■ TASK ITEM
Every line below that holds "pending" must be copied.

(Saved data entries)
◇ ◇ ◇ ◇
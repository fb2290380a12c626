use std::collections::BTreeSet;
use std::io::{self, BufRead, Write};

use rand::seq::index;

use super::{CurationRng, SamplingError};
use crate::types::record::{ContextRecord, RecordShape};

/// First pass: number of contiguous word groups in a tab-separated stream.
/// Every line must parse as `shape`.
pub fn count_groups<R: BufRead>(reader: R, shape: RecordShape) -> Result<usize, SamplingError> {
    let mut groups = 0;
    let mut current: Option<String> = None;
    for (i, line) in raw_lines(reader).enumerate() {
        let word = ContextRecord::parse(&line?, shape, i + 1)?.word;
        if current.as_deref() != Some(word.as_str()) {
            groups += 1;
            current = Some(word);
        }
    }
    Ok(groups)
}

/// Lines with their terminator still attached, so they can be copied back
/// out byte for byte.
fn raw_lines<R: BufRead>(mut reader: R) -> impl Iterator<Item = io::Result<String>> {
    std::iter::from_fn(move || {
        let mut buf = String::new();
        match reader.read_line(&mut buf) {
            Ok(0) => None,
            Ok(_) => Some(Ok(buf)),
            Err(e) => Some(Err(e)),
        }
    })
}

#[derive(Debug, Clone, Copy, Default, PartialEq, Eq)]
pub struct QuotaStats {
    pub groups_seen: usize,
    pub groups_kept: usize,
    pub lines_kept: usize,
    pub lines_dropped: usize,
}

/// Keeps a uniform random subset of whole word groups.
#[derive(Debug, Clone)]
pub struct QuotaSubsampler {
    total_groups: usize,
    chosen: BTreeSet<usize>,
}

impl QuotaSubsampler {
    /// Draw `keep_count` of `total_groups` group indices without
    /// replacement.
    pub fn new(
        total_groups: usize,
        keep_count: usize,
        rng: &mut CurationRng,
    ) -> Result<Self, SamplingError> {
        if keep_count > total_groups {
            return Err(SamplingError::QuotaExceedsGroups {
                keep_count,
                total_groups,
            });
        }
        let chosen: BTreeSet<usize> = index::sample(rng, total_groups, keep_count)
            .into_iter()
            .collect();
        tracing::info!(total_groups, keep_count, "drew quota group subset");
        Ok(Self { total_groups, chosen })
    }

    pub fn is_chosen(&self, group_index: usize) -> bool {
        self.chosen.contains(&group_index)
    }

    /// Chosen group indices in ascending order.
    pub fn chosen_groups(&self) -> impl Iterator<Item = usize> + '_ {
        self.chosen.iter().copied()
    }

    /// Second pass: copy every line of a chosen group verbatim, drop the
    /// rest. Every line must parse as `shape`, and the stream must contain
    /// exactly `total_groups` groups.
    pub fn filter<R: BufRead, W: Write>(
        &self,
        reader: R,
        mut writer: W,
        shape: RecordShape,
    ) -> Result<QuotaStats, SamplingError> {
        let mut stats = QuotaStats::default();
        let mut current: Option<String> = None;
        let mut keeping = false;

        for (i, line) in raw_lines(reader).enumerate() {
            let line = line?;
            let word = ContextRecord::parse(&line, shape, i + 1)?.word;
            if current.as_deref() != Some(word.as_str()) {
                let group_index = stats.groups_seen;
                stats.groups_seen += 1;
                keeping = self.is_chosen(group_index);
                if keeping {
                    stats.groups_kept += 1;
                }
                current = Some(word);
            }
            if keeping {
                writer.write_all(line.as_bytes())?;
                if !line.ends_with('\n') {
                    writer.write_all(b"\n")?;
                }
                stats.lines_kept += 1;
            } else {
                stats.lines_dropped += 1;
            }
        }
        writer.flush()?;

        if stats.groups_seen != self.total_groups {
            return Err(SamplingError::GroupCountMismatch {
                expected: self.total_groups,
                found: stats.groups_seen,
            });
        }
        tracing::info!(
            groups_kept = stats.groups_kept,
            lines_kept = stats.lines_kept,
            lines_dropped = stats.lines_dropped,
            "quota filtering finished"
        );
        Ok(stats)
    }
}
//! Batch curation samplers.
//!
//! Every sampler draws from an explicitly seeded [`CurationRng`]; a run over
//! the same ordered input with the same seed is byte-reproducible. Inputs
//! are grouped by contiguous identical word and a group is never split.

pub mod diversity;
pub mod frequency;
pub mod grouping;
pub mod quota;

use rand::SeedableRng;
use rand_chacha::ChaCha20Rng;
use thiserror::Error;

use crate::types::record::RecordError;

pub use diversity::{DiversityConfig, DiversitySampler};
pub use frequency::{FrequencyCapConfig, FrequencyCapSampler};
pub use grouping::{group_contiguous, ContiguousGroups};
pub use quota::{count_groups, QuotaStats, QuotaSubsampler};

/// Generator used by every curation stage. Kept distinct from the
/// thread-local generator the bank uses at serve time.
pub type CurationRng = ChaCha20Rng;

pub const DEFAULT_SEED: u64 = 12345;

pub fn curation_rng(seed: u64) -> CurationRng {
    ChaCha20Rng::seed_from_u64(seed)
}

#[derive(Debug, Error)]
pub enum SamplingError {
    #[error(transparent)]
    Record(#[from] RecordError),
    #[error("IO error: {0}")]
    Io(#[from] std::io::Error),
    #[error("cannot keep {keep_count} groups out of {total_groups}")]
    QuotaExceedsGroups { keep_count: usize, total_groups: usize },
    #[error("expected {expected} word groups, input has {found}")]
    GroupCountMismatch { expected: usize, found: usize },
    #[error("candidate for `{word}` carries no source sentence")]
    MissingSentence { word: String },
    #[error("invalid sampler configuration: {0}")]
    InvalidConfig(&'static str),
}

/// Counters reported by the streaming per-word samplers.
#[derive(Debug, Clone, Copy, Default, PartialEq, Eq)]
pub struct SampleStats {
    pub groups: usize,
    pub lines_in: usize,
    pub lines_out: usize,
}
◇ ◇ ◇ ◇
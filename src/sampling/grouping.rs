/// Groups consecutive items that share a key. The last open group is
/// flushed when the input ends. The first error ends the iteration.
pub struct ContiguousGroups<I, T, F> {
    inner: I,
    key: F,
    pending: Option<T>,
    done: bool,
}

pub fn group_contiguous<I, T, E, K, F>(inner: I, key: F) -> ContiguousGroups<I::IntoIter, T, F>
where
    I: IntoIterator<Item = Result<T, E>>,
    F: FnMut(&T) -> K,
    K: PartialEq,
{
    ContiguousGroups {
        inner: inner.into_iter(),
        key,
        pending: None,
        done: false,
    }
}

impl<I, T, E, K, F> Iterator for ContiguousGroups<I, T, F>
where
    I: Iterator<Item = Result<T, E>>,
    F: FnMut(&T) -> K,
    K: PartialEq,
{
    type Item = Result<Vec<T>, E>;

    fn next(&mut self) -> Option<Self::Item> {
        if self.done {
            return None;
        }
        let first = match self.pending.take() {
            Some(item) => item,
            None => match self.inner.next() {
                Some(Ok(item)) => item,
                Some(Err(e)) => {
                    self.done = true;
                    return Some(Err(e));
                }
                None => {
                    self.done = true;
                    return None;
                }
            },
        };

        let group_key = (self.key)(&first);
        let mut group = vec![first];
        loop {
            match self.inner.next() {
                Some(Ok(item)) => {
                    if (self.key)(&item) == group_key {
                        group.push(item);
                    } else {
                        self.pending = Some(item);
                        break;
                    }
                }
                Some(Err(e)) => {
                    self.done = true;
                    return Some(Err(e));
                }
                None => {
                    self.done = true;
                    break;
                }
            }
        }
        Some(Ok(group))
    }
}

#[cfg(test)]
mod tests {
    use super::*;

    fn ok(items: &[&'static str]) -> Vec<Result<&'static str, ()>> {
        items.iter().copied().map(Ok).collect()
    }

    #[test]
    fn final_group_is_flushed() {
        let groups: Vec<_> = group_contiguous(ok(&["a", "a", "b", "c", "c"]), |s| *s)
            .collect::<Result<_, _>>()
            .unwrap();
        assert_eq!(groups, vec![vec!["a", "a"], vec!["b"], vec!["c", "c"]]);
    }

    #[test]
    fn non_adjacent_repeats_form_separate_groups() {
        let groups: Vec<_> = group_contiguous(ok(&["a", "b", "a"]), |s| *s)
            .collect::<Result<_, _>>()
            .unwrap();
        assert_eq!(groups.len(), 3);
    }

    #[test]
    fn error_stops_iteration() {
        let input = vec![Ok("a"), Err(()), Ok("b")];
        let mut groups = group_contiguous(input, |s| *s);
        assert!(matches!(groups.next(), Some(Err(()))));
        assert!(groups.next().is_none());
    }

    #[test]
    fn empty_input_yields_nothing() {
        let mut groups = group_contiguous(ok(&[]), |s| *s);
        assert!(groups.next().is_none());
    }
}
◇ ◇ ◇ ◇
■ RESPONSE TO THE TASK
    pending: Option<T>,
        pending: None,
        let first = match self.pending.take() {
                        self.pending = Some(item);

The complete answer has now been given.